Factory functions and static factory methods can be registered with injector.setFactory():
class Foo {}
function createFoo(): Foo {
return new Foo();
}
injector.setFactory(Foo, createFoo);
Static factory methods work the same way:
class Bar {
private constructor() {}
public static create(): Bar {
return new Bar();
}
}
injector.setFactory(Bar, Bar.create);
Static factory methods can also be registered with the injectable decorator. Classes instantiated with a factory method can even have a private constructor:
class Service {
private constructor() {}
@injectable
public static create(): Service {
return new Service();
}
}
The injectable decorator on static factory methods accepts the same options object as injector.setFactory().
If a factory function or method has parameters then the parameter types must be specified with the inject option:
class Component {
private constructor(service: Service) {}
@injectable({ inject: [ Service ] })
public static create(service: Service): Component {
return new Component(service);
}
}
Factories can also be qualified with one or more injection tokens:
import { InjectionToken, injectable } from "@kayahr/di";
const componentToken = new InjectionToken<Component>("some-component");
class Component {
@injectable({ token: componentToken })
public static create(): Component {
return new Component();
}
}
Just like with classes, tokens are also useful for interfaces because interfaces do not exist at runtime.
Factories support the same lifetimes as classes:
import { Lifetime, injectable } from "@kayahr/di";
class Component {
@injectable({ lifetime: Lifetime.TRANSIENT })
public static create(): Component {
return new Component();
}
}
Factory functions and methods can also return promises:
class UserDAO {
private constructor(private readonly db: Database) {}
@injectable({ inject: [ DBService ] })
public static async create(dbService: DBService): Promise<UserDAO> {
return new UserDAO(await dbService.connect());
}
}
If a dependency depends on an asynchronous dependency then it automatically also becomes asynchronous:
@injectable({ inject: [ UserDAO ] })
class Component {
public constructor(userDAO: UserDAO) {}
}
injector.get(Component) now returns a promise on the first call because instance creation must wait for UserDAO.

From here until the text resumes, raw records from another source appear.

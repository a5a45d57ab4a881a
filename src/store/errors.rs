//! # Store Errors
//!
//! Error types for Collection Store implementations.

use thiserror::Error;

/// Result type for store operations
pub type StoreResult<T> = Result<T, StoreError>;

/// Collection Store errors
#[derive(Debug, Error)]
pub enum StoreError {
    /// Backing store cannot serve the call
    #[error("Store unavailable: {0}")]
    Unavailable(String),

    /// Snapshot file failed checksum or structure validation
    #[error("Corrupt snapshot: {0}")]
    CorruptSnapshot(String),

    /// Filesystem failure
    #[error("I/O error: {0}")]
    Io(#[from] std::io::Error),

    /// Row or snapshot (de)serialization failure
    #[error("Serialization error: {0}")]
    Serialization(#[from] serde_json::Error),
}

impl StoreError {
    /// Create an unavailable error
    pub fn unavailable(msg: impl Into<String>) -> Self {
        Self::Unavailable(msg.into())
    }

    /// Returns the error code
    pub fn code(&self) -> &'static str {
        match self {
            StoreError::Unavailable(_) => "ARBOR_STORE_UNAVAILABLE",
            StoreError::CorruptSnapshot(_) => "ARBOR_STORE_CORRUPT_SNAPSHOT",
            StoreError::Io(_) => "ARBOR_STORE_IO",
            StoreError::Serialization(_) => "ARBOR_STORE_SERIALIZATION",
        }
    }
}
//! # Collection Store
//!
//! The key/value capability the engine runs against: get-by-id,
//! find-by-predicate, upsert, delete over arbitrary named collections.
//!
//! ## Invariants
//!
//! - Single-call atomicity per row; no multi-row transactions
//! - Canonical documents live in a collection named after their domain
//! - Index nodes live in one collection per hashed path

mod collection;
mod errors;
mod memory;
mod snapshot;

pub use collection::{all_rows, CollectionStore, FindOptions, Mutation, RowPredicate, SortOrder, StoreFuture};
pub use errors::{StoreError, StoreResult};
pub use memory::{MemoryStore, Rows};
pub use snapshot::{compute_checksum, load_snapshot, save_snapshot, SNAPSHOT_FORMAT};
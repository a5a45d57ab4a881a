//! arbordb CLI entry point
//!
//! Fatal errors are printed to stderr as an error envelope and the process
//! exits non-zero. All logic lives in the CLI module.

use arbordb::cli;

fn main() {
    if let Err(e) = cli::run() {
        eprintln!("{}", cli::error_response(e.code_str(), e.message()));
        std::process::exit(1);
    }
}
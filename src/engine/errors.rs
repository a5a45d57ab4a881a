//! # Engine Errors
//!
//! Errors surfaced to callers of the engine facade. Each variant carries a
//! stable code for API responses. Stale index entries are not errors; they
//! are repaired in place and reported through counters.

use thiserror::Error;

use crate::store::StoreError;
use crate::tree::TreeError;

/// Result type for engine operations
pub type EngineResult<T> = Result<T, EngineError>;

/// Engine errors
#[derive(Debug, Error)]
pub enum EngineError {
    /// Malformed input (document, filter, domain, request)
    #[error("Validation error: {0}")]
    Validation(String),

    /// By-id target does not exist
    #[error("Not found: {0}")]
    NotFound(String),

    /// Collection Store failure, propagated unretried
    #[error("Store unavailable: {0}")]
    StoreUnavailable(#[from] StoreError),

    /// Request was cancelled by its caller
    #[error("Request cancelled")]
    Cancelled,

    /// A store call exceeded the configured deadline
    #[error("Deadline exceeded after {0} ms")]
    DeadlineExceeded(u64),
}

impl EngineError {
    /// Create a validation error
    pub fn validation(msg: impl Into<String>) -> Self {
        Self::Validation(msg.into())
    }

    /// Create a not found error
    pub fn not_found(what: impl Into<String>) -> Self {
        Self::NotFound(what.into())
    }

    /// Get error code for API responses
    pub fn code(&self) -> &'static str {
        match self {
            Self::Validation(_) => "ARBOR_VALIDATION",
            Self::NotFound(_) => "ARBOR_NOT_FOUND",
            Self::StoreUnavailable(_) => "ARBOR_STORE_UNAVAILABLE",
            Self::Cancelled => "ARBOR_CANCELLED",
            Self::DeadlineExceeded(_) => "ARBOR_DEADLINE_EXCEEDED",
        }
    }

    /// Whether the caller may retry the same request unchanged
    pub fn is_retryable(&self) -> bool {
        matches!(self, Self::StoreUnavailable(_) | Self::DeadlineExceeded(_))
    }
}

impl From<TreeError> for EngineError {
    fn from(err: TreeError) -> Self {
        Self::Validation(err.to_string())
    }
}
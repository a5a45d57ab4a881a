//! CLI command implementations
//!
//! Each invocation loads the snapshot, runs one request against an engine
//! over it, and writes the snapshot back when the command can change data.
//! Request failures are written to stdout as error responses.

use std::path::Path;
use std::sync::Arc;

use serde_json::{json, Value};

use crate::config::EngineConfig;
use crate::context::RuleContext;
use crate::engine::{
    is_node_collection, DeleteRequest, Engine, EngineError, EngineResult, QueryRequest, UpdateRequest,
    CATALOG_COLLECTION,
};
use crate::observability::{log_event_with_fields, Event, Logger};
use crate::store::{load_snapshot, save_snapshot, MemoryStore};

use super::args::{Cli, Command};
use super::errors::{CliError, CliResult};
use super::io::{read_request, write_error, write_response};

/// Main CLI entry point
///
/// Parses arguments and dispatches to the appropriate command.
/// This is the only function that main.rs should call.
pub fn run() -> CliResult<()> {
    run_command(Cli::parse_args())
}

/// Run one command against the snapshot named in `cli`
pub fn run_command(cli: Cli) -> CliResult<()> {
    let config = load_config(cli.config.as_deref())?;
    let request = if cli.command.reads_request() {
        read_request()?
    } else {
        Value::Null
    };

    match execute_on_snapshot(&cli, config, request)? {
        Ok(data) => write_response(data),
        Err(err) => write_error(err.code(), &err.to_string()),
    }
}

/// Load config (defaults when no file is given) and apply the log level
pub fn load_config(path: Option<&Path>) -> CliResult<EngineConfig> {
    let config = match path {
        Some(path) => EngineConfig::load(path)?,
        None => EngineConfig::default(),
    };
    Logger::set_min_severity(config.severity());
    log_event_with_fields(Event::ConfigLoaded, &[("project", &config.project_id)]);
    Ok(config)
}

/// Load the snapshot, run the request, and save if it succeeded and mutates
///
/// The outer error is fatal to the invocation; the inner one is the
/// request's own failure.
pub fn execute_on_snapshot(cli: &Cli, config: EngineConfig, request: Value) -> CliResult<EngineResult<Value>> {
    let store = Arc::new(load_snapshot(&cli.data)?);
    let path = cli.data.display().to_string();
    log_event_with_fields(Event::SnapshotLoaded, &[("path", &path)]);

    let engine = Engine::new(store.clone(), config);
    let ctx = context_for(cli, engine.config());

    let runtime = tokio::runtime::Builder::new_current_thread()
        .enable_all()
        .build()
        .map_err(|e| CliError::runtime_error(format!("Failed to create tokio runtime: {}", e)))?;
    let outcome = runtime.block_on(execute(&engine, &store, &cli.command, &ctx, request));

    if outcome.is_ok() && cli.command.mutates() {
        save_snapshot(&store, &cli.data)?;
        log_event_with_fields(Event::SnapshotSaved, &[("path", &path)]);
    }
    Ok(outcome)
}

fn context_for(cli: &Cli, config: &EngineConfig) -> RuleContext {
    let mut ctx = RuleContext::new(cli.app.clone().unwrap_or_else(|| config.project_id.clone()));
    ctx.uid = cli.uid.clone();
    ctx.use_master_key = cli.master_key;
    ctx
}

/// Execute one command
pub async fn execute(
    engine: &Engine,
    store: &MemoryStore,
    command: &Command,
    ctx: &RuleContext,
    request: Value,
) -> EngineResult<Value> {
    match command {
        Command::Write { domain } => match request {
            Value::Array(documents) => Ok(Value::Array(engine.create_many(domain, documents, ctx).await?)),
            document => engine.create(domain, document, ctx).await,
        },
        Command::Query { domain } => {
            let request: QueryRequest = parse(request)?;
            Ok(engine.query(domain, request, ctx).await?.to_json())
        }
        Command::Update { domain } => {
            let request: UpdateRequest = parse(request)?;
            Ok(Value::Array(engine.update(domain, request, ctx).await?))
        }
        Command::Delete { domain } => {
            let request: DeleteRequest = parse(request)?;
            Ok(json!({ "deleted": engine.delete(domain, request, ctx).await? }))
        }
        Command::Sweep { domain } => Ok(json!(engine.sweep(domain, ctx).await?)),
        Command::Stats => stats(store),
    }
}

fn parse<T: serde::de::DeserializeOwned>(request: Value) -> EngineResult<T> {
    serde_json::from_value(request).map_err(|e| EngineError::validation(format!("Invalid request: {}", e)))
}

/// Row counts per domain, plus node and catalog totals
fn stats(store: &MemoryStore) -> EngineResult<Value> {
    let collections = store.export()?;
    let mut domains = serde_json::Map::new();
    let mut node_collections = 0;
    let mut nodes = 0;
    for (name, rows) in &collections {
        if is_node_collection(name) {
            node_collections += 1;
            nodes += rows.len();
        } else if name != CATALOG_COLLECTION {
            domains.insert(name.clone(), json!(rows.len()));
        }
    }
    Ok(json!({
        "domains": domains,
        "node_collections": node_collections,
        "nodes": nodes,
        "paths": store.len(CATALOG_COLLECTION),
    }))
}

#[cfg(test)]
mod tests {
    use super::*;
    use clap::Parser;
    use std::fs;
    use tempfile::TempDir;

    fn cli(dir: &TempDir, args: &[&str]) -> Cli {
        let data = dir.path().join("db.json");
        let mut full = vec!["arbordb", "--data", data.to_str().unwrap()];
        full.extend_from_slice(args);
        Cli::parse_from(full)
    }

    fn run(cli: &Cli, request: Value) -> EngineResult<Value> {
        execute_on_snapshot(cli, EngineConfig::default(), request).unwrap()
    }

    #[test]
    fn test_write_then_query_across_invocations() {
        let dir = TempDir::new().unwrap();

        let written = run(
            &cli(&dir, &["write", "Laptop"]),
            json!([{"_id": "d1", "model": "xps"}, {"_id": "d2", "model": "air"}]),
        )
        .unwrap();
        assert_eq!(written.as_array().unwrap().len(), 2);

        let found = run(
            &cli(&dir, &["query", "Laptop"]),
            json!({"filter": {"model": "xps"}}),
        )
        .unwrap();
        assert_eq!(found[0]["_id"], "d1");
    }

    #[test]
    fn test_failed_request_does_not_save() {
        let dir = TempDir::new().unwrap();
        let err = run(&cli(&dir, &["write", "__bad"]), json!({"a": 1})).unwrap_err();
        assert!(matches!(err, EngineError::Validation(_)));
        assert!(!dir.path().join("db.json").exists());
    }

    #[test]
    fn test_delete_and_stats() {
        let dir = TempDir::new().unwrap();
        run(&cli(&dir, &["write", "Laptop"]), json!({"_id": "d1", "price": 20})).unwrap();

        let deleted = run(&cli(&dir, &["delete", "Laptop"]), json!({"filter": {"price": 20}})).unwrap();
        assert_eq!(deleted, json!({"deleted": ["d1"]}));

        let swept = run(&cli(&dir, &["sweep", "Laptop"]), Value::Null).unwrap();
        // price, createdAt, updatedAt, createdBy
        assert_eq!(swept["nodes_removed"], 4);

        let stats = run(&cli(&dir, &["stats"]), Value::Null).unwrap();
        assert_eq!(stats["nodes"], 0);
        assert_eq!(stats["paths"], 5);
        assert_eq!(stats["domains"], json!({}));
    }

    #[test]
    fn test_reserved_domain_needs_flag() {
        let dir = TempDir::new().unwrap();
        assert!(run(&cli(&dir, &["write", "_User"]), json!({"n": 1})).is_err());
        assert!(run(&cli(&dir, &["--master-key", "write", "_User"]), json!({"n": 1})).is_ok());
    }

    #[test]
    fn test_load_config_file() {
        let dir = TempDir::new().unwrap();
        let path = dir.path().join("arbordb.json");
        fs::write(&path, r#"{"project_id": "shop"}"#).unwrap();
        assert_eq!(load_config(Some(&path)).unwrap().project_id, "shop");

        fs::write(&path, r#"{"store_timeout_ms": 0}"#).unwrap();
        assert!(load_config(Some(&path)).is_err());
    }
}
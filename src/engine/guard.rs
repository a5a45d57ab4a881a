//! Request guard
//!
//! Every Collection Store call made on behalf of a request races the
//! caller's cancellation token and a per-call deadline. The first to
//! finish decides the outcome; a cancelled or timed-out call is dropped.

use std::future::Future;
use std::time::Duration;

use serde_json::Value;
use tokio_util::sync::CancellationToken;

use crate::store::{CollectionStore, FindOptions, Mutation, RowPredicate, StoreResult};

use super::errors::{EngineError, EngineResult};

/// Cancellation and deadline for one request
#[derive(Debug, Clone)]
pub struct RequestGuard {
    cancellation: Option<CancellationToken>,
    timeout: Duration,
}

impl RequestGuard {
    /// Guard with an optional cancellation token and a per-call deadline
    pub fn new(cancellation: Option<CancellationToken>, timeout: Duration) -> Self {
        Self {
            cancellation,
            timeout,
        }
    }

    /// Whether the request has been cancelled
    pub fn is_cancelled(&self) -> bool {
        self.cancellation
            .as_ref()
            .map(CancellationToken::is_cancelled)
            .unwrap_or(false)
    }

    /// Fail fast if the request has been cancelled
    pub fn check(&self) -> EngineResult<()> {
        if self.is_cancelled() {
            return Err(EngineError::Cancelled);
        }
        Ok(())
    }

    /// Await a store call under the guard
    pub async fn run<T, F>(&self, call: F) -> EngineResult<T>
    where
        F: Future<Output = StoreResult<T>>,
    {
        self.check()?;
        let deadline = tokio::time::timeout(self.timeout, call);
        let outcome = match &self.cancellation {
            Some(token) => tokio::select! {
                biased;
                _ = token.cancelled() => return Err(EngineError::Cancelled),
                outcome = deadline => outcome,
            },
            None => deadline.await,
        };
        match outcome {
            Ok(result) => result.map_err(EngineError::from),
            Err(_) => Err(EngineError::DeadlineExceeded(self.timeout.as_millis() as u64)),
        }
    }
}

/// A store borrowed for one request, with every call guarded
pub struct GuardedStore<'s> {
    store: &'s dyn CollectionStore,
    guard: RequestGuard,
}

impl<'s> GuardedStore<'s> {
    /// Wrap a store
    pub fn new(store: &'s dyn CollectionStore, guard: RequestGuard) -> Self {
        Self { store, guard }
    }

    pub async fn get_by_id(&self, collection: &str, id: &str) -> EngineResult<Option<Value>> {
        self.guard.run(self.store.get_by_id(collection, id)).await
    }

    pub async fn find(
        &self,
        collection: &str,
        predicate: RowPredicate<'_>,
        options: FindOptions,
    ) -> EngineResult<Vec<Value>> {
        self.guard.run(self.store.find(collection, predicate, options)).await
    }

    pub async fn update(
        &self,
        collection: &str,
        id: &str,
        mutations: Vec<Mutation>,
    ) -> EngineResult<Option<Value>> {
        self.guard.run(self.store.update(collection, id, mutations)).await
    }

    pub async fn delete_by_id(&self, collection: &str, id: &str) -> EngineResult<bool> {
        self.guard.run(self.store.delete_by_id(collection, id)).await
    }
}

#[cfg(test)]
mod tests {
    use super::*;
    use crate::store::{MemoryStore, StoreError};

    #[tokio::test]
    async fn test_passes_result_through() {
        let guard = RequestGuard::new(None, Duration::from_secs(1));
        let value = guard.run(async { Ok::<_, StoreError>(7) }).await.unwrap();
        assert_eq!(value, 7);
    }

    #[tokio::test]
    async fn test_store_error_maps() {
        let guard = RequestGuard::new(None, Duration::from_secs(1));
        let err = guard
            .run(async { Err::<(), _>(StoreError::unavailable("down")) })
            .await
            .unwrap_err();
        assert!(matches!(err, EngineError::StoreUnavailable(_)));
    }

    #[tokio::test]
    async fn test_cancelled_before_call() {
        let token = CancellationToken::new();
        token.cancel();
        let guard = RequestGuard::new(Some(token), Duration::from_secs(1));
        let err = guard.run(async { Ok::<_, StoreError>(()) }).await.unwrap_err();
        assert!(matches!(err, EngineError::Cancelled));
    }

    #[tokio::test]
    async fn test_cancelled_while_pending() {
        let token = CancellationToken::new();
        let guard = RequestGuard::new(Some(token.clone()), Duration::from_secs(30));
        let canceller = tokio::spawn(async move {
            tokio::time::sleep(Duration::from_millis(10)).await;
            token.cancel();
        });
        let err = guard
            .run(std::future::pending::<StoreResult<()>>())
            .await
            .unwrap_err();
        canceller.await.unwrap();
        assert!(matches!(err, EngineError::Cancelled));
    }

    #[tokio::test]
    async fn test_deadline_exceeded() {
        let guard = RequestGuard::new(None, Duration::from_millis(10));
        let err = guard
            .run(std::future::pending::<StoreResult<()>>())
            .await
            .unwrap_err();
        assert!(matches!(err, EngineError::DeadlineExceeded(10)));
    }

    #[tokio::test]
    async fn test_guarded_store_round_trip() {
        let store = MemoryStore::new();
        let guarded = GuardedStore::new(&store, RequestGuard::new(None, Duration::from_secs(1)));
        guarded
            .update("Laptop", "d1", vec![Mutation::set("_id", serde_json::json!("d1"))])
            .await
            .unwrap();
        assert!(guarded.get_by_id("Laptop", "d1").await.unwrap().is_some());
        assert!(guarded.delete_by_id("Laptop", "d1").await.unwrap());
        assert!(!guarded.delete_by_id("Laptop", "d1").await.unwrap());
    }
}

Transient factory dependencies also support pass-through parameters:
import { Lifetime, injectable, injector } from "@kayahr/di";
class Component {
@injectable({ inject: [ null, Service, null ], lifetime: Lifetime.TRANSIENT })
public static create(name: string, service: Service, id: number): Component {
return new Component();
}
}
Resolve such a dependency like this:
const component = injector.getSync(Component, { args: [ "test", 32 ] });
Because the pass-through positions are only known from the runtime registration, args can not be typed precisely. TypeScript therefore does
not validate the number or types of the passed values here.